- _INPUT DATA_:
=== Section Start ===

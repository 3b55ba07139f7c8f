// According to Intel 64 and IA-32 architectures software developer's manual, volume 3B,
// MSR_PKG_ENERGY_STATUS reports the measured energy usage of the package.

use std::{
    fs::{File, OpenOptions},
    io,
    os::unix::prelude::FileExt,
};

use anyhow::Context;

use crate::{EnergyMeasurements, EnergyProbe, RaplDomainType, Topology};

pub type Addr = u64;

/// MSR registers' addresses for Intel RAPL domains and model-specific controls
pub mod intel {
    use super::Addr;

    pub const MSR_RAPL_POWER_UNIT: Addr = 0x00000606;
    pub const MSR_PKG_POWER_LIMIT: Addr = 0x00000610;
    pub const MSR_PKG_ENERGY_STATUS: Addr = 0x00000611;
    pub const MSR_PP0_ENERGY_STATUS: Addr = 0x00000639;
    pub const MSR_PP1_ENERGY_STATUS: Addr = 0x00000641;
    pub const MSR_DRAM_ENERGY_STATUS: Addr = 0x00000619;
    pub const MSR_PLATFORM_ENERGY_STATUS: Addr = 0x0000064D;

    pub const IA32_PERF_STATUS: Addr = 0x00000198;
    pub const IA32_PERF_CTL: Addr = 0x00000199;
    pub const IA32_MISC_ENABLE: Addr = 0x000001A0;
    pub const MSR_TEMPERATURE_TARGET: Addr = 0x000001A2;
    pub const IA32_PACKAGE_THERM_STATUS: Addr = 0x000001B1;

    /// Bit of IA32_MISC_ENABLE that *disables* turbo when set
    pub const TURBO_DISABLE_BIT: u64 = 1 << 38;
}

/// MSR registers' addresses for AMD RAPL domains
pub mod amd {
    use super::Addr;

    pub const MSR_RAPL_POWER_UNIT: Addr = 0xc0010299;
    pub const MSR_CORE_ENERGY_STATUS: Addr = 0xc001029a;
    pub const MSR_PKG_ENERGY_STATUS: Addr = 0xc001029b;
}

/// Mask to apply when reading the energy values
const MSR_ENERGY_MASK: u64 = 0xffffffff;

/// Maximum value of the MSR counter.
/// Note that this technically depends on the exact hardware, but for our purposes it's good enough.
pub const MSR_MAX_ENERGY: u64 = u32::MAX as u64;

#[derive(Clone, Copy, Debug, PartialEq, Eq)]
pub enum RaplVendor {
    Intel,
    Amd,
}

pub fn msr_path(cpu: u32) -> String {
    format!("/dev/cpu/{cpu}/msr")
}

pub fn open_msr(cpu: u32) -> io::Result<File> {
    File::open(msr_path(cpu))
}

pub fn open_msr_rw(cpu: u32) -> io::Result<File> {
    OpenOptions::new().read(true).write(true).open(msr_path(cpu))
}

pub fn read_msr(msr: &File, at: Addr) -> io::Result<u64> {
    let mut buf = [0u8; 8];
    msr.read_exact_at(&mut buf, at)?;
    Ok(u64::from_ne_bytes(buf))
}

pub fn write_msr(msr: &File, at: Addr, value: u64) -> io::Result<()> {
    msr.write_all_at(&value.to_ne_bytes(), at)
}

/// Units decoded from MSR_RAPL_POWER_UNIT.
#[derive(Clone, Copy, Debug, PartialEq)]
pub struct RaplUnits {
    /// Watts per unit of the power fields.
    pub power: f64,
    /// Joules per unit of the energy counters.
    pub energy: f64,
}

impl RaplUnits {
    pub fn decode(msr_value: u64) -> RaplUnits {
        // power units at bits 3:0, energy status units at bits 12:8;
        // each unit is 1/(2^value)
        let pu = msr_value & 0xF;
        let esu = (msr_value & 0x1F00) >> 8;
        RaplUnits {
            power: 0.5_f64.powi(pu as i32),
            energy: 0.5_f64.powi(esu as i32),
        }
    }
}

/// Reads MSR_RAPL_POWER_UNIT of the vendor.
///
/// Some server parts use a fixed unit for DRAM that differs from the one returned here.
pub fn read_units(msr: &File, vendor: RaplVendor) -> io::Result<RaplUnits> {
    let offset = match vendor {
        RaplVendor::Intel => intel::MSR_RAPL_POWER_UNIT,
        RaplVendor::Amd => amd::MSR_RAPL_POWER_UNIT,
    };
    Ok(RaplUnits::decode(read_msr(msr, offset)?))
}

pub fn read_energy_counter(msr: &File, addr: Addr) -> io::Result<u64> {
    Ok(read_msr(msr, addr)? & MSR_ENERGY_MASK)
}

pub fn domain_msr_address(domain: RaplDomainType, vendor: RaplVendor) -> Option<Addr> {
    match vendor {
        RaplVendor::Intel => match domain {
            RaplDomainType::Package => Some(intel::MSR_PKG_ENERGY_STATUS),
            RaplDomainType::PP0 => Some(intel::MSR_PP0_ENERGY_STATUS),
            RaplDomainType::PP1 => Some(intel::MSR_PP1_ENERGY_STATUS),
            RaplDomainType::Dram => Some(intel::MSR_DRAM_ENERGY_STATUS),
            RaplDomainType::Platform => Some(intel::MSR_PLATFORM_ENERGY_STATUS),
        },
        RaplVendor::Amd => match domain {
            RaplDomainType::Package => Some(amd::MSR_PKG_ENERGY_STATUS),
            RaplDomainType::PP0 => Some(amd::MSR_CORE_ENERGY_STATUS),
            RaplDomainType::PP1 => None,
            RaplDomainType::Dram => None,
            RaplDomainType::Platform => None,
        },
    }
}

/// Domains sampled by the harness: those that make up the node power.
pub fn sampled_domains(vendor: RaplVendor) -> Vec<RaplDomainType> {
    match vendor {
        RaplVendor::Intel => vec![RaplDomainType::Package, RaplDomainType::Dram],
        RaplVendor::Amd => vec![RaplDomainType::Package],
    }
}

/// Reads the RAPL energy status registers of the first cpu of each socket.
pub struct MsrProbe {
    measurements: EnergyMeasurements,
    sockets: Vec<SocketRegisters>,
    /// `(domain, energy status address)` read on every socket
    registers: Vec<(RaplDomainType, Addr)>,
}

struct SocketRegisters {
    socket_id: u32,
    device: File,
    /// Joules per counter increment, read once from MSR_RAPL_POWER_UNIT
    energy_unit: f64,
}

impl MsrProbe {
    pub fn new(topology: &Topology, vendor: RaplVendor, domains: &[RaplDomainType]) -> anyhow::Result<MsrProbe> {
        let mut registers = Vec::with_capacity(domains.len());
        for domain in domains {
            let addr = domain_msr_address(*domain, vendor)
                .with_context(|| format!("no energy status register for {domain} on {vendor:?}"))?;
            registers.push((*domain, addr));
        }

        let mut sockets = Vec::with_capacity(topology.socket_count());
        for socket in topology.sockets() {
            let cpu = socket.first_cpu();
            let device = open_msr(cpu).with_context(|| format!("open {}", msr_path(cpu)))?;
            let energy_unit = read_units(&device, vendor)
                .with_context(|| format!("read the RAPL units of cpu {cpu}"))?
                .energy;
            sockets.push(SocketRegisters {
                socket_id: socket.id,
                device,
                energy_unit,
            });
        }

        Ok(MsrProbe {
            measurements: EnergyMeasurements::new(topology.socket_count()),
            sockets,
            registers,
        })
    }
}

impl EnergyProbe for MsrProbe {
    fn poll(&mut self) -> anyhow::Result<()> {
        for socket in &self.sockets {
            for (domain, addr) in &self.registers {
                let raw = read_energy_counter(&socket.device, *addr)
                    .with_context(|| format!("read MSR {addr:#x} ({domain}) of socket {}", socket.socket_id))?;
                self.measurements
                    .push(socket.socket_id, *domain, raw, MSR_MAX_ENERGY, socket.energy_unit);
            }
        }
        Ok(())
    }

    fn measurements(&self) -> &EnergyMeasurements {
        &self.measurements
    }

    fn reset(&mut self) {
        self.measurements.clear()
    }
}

=== Section End ===

- _WHAT TO DO_:
For the string "push", count the lines of the preceding listing in which it appears, and report the count alone.

- _WRITTEN SOLUTION_:
3